---------- SOURCE INFORMATION

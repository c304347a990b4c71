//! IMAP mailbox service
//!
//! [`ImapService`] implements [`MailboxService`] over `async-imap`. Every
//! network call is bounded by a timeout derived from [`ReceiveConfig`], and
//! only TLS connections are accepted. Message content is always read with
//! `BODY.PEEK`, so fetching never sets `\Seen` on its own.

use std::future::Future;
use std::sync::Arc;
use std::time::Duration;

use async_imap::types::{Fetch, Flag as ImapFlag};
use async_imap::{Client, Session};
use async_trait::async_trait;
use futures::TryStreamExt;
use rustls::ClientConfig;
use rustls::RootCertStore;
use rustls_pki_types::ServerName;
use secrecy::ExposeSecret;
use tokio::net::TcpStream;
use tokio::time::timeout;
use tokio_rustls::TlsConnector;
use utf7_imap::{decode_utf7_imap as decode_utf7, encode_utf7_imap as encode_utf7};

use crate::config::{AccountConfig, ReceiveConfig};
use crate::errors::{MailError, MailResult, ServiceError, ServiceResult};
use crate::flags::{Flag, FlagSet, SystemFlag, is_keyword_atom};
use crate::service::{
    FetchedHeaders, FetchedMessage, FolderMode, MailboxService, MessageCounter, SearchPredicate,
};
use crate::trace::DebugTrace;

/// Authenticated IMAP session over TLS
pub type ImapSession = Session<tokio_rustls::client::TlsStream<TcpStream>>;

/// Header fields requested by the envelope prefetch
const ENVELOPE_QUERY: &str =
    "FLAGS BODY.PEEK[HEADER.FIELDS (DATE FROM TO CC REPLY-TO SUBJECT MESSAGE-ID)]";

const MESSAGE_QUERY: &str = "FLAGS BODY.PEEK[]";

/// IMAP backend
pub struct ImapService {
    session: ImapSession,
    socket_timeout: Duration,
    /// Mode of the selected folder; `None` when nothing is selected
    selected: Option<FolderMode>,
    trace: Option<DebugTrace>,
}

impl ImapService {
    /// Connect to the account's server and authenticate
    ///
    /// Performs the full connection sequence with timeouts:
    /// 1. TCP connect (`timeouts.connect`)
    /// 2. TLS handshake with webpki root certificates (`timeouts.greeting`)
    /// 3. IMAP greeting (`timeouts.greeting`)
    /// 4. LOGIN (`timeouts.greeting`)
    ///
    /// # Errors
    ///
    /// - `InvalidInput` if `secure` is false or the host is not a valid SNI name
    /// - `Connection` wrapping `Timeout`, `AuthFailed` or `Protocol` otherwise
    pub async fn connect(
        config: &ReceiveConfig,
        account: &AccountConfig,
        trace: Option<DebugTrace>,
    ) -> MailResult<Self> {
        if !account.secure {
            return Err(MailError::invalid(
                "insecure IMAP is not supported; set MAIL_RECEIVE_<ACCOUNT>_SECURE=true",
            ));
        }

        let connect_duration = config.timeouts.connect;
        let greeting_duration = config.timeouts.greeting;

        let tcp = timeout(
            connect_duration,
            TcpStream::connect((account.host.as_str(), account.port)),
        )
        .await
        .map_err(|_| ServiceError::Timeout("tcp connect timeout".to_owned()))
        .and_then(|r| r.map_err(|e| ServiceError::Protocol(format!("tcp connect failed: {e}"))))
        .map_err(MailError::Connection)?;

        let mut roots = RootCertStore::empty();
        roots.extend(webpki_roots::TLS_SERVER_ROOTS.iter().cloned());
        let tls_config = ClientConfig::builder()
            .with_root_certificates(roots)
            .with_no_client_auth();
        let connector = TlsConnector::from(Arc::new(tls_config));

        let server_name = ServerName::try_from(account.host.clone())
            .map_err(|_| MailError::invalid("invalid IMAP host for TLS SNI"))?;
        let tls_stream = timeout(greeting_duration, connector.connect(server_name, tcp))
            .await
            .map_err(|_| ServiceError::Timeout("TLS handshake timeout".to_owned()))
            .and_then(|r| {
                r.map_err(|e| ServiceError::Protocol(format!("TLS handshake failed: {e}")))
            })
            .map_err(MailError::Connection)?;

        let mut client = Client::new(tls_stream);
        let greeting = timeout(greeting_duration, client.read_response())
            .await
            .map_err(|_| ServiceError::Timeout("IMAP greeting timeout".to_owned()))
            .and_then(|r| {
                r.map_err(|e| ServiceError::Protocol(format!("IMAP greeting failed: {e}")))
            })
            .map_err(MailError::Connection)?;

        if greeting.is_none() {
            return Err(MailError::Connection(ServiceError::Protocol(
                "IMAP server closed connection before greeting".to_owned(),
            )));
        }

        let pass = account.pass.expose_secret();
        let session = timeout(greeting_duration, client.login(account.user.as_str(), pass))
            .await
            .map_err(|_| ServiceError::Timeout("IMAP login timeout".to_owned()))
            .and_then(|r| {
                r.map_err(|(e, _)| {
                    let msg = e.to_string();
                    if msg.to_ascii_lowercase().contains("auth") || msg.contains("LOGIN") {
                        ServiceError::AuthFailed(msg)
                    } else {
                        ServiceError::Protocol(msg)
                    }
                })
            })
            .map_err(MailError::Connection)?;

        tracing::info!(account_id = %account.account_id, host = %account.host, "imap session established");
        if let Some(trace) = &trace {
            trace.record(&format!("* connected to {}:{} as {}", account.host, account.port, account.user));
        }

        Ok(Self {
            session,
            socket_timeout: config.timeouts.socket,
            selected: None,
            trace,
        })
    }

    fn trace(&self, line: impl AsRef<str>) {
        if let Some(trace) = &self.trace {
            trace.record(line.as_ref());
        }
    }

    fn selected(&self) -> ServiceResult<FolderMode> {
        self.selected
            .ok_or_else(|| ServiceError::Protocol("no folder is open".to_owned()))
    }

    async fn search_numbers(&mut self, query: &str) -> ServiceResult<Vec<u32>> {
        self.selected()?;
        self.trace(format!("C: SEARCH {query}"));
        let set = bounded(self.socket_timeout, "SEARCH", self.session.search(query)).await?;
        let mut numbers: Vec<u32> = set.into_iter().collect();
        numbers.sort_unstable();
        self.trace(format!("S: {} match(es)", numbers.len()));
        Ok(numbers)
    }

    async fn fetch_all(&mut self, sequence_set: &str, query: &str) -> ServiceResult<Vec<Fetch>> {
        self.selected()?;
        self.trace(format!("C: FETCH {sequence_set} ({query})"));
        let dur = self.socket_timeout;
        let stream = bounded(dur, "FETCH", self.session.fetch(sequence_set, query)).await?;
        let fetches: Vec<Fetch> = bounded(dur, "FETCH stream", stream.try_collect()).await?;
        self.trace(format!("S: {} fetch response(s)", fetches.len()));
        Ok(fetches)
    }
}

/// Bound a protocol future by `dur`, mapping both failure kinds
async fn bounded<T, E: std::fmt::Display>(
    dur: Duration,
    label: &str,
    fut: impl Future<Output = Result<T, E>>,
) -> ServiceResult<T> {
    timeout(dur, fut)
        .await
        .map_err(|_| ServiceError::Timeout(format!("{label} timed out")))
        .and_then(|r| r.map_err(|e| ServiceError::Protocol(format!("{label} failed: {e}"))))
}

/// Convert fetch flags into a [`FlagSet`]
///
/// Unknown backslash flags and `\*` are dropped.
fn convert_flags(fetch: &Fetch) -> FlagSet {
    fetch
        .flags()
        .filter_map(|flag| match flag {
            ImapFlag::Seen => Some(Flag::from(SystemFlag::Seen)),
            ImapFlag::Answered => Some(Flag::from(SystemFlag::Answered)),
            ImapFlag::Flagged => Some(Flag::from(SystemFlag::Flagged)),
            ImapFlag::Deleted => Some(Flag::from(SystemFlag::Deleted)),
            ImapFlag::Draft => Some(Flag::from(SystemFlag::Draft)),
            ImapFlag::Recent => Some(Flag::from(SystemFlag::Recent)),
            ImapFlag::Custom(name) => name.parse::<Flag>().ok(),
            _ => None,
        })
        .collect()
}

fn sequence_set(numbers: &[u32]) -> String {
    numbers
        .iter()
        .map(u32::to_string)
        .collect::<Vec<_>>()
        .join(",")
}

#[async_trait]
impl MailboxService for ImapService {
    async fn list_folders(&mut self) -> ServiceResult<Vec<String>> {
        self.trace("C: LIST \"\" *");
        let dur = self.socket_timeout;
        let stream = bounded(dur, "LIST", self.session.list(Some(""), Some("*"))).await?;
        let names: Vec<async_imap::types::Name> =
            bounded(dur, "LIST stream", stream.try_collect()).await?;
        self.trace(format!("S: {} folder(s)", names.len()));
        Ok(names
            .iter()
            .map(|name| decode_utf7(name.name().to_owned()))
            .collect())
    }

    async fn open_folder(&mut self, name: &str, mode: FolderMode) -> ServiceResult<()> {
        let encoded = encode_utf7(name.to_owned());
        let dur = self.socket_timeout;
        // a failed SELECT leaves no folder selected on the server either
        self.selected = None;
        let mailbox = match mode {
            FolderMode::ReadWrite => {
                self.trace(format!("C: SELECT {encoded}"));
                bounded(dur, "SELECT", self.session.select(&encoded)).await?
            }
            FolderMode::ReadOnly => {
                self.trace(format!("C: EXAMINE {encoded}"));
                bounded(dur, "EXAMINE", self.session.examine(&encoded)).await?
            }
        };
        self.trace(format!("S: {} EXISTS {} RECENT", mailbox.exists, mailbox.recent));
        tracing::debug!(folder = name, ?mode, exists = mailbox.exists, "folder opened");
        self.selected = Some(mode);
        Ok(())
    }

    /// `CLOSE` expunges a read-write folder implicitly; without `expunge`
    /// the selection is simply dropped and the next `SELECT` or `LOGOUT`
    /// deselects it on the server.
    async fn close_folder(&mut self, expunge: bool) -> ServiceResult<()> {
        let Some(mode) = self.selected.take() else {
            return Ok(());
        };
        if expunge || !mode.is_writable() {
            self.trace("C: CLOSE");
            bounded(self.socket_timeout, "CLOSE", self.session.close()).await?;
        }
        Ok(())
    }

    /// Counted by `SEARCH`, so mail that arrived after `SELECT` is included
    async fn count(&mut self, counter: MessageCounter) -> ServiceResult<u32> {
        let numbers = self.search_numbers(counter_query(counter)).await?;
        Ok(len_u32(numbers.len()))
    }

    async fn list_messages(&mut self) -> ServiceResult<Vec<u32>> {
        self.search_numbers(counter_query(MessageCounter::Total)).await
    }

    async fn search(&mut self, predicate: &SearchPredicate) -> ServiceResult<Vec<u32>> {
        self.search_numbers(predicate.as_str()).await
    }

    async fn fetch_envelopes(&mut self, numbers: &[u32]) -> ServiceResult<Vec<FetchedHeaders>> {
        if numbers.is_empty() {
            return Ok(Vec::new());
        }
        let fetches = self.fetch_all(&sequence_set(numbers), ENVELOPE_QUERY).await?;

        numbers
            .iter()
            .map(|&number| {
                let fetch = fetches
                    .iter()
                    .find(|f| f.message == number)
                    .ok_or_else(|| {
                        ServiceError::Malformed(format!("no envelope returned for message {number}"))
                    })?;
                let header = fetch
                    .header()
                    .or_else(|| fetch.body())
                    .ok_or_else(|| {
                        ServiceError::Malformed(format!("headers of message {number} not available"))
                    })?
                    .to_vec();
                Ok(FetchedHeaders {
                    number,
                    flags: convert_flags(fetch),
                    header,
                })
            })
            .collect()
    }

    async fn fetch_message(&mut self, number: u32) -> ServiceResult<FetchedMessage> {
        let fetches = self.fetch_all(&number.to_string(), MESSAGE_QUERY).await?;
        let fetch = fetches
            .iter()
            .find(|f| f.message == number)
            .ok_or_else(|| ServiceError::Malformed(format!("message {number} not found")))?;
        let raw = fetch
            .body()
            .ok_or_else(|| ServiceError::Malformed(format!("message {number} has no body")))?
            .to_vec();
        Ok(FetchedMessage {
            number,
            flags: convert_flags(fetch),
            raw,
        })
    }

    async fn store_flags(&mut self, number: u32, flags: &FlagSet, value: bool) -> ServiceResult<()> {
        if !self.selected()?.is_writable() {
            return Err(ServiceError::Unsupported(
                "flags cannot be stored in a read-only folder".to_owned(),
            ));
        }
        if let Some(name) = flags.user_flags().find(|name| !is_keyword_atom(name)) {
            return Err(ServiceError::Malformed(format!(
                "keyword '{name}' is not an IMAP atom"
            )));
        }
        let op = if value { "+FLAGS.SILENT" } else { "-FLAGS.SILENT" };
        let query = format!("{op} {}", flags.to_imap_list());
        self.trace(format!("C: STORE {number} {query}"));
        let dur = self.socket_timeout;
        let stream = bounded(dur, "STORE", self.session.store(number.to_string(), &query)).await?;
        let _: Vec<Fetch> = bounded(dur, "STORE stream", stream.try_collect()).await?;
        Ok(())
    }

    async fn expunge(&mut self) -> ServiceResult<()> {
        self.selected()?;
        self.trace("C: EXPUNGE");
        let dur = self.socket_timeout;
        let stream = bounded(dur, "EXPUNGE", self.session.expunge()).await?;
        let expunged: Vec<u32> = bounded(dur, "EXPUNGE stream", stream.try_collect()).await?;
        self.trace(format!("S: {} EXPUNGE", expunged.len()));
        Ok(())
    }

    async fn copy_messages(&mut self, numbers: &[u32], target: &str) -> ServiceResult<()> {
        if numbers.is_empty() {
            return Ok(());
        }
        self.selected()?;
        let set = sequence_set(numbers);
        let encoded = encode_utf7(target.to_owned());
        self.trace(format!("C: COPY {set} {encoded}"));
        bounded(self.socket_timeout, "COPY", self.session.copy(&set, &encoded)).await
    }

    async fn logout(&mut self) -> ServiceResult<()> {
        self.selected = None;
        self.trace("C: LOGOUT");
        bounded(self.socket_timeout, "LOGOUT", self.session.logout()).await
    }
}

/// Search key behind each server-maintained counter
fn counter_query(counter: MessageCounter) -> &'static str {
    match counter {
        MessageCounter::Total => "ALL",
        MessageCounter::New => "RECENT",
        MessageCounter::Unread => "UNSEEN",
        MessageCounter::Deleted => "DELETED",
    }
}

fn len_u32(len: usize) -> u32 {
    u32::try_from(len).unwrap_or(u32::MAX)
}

--------------------
---------- SOURCE INFORMATION

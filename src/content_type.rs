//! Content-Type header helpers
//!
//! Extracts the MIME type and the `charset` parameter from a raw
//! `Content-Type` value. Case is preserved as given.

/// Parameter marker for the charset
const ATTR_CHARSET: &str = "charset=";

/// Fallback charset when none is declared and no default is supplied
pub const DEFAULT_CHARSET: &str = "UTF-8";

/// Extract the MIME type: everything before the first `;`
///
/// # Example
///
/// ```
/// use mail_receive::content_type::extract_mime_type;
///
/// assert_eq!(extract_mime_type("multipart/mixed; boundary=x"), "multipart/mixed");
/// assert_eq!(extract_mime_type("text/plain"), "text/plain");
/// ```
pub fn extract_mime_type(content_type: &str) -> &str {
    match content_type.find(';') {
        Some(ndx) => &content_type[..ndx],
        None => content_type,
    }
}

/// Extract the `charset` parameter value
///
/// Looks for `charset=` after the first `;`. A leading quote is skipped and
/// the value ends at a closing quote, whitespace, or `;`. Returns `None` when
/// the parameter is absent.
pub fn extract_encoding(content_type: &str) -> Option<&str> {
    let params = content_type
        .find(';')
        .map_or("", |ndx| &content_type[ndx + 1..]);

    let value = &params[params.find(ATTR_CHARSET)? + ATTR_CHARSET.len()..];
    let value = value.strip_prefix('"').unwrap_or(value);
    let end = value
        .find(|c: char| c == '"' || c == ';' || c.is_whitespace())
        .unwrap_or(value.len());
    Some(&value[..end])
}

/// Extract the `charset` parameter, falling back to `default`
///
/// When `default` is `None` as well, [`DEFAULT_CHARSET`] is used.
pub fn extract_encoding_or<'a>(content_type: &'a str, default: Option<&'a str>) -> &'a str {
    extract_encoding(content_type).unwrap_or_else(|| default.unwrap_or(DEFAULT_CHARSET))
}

--------------------

WORK TO COMPLETE ▸
Where the data above reaches the line holding "repository c304347a990b4c71", begin printing, and stop after the line holding "network call is". Each line must be reproduced exactly, with nothing else added.

OUTPUT OF THE TASK ▸
repository c304347a990b4c71
//! IMAP mailbox service
//!
//! [`ImapService`] implements [`MailboxService`] over `async-imap`. Every
//! network call is bounded by a timeout derived from [`ReceiveConfig`], and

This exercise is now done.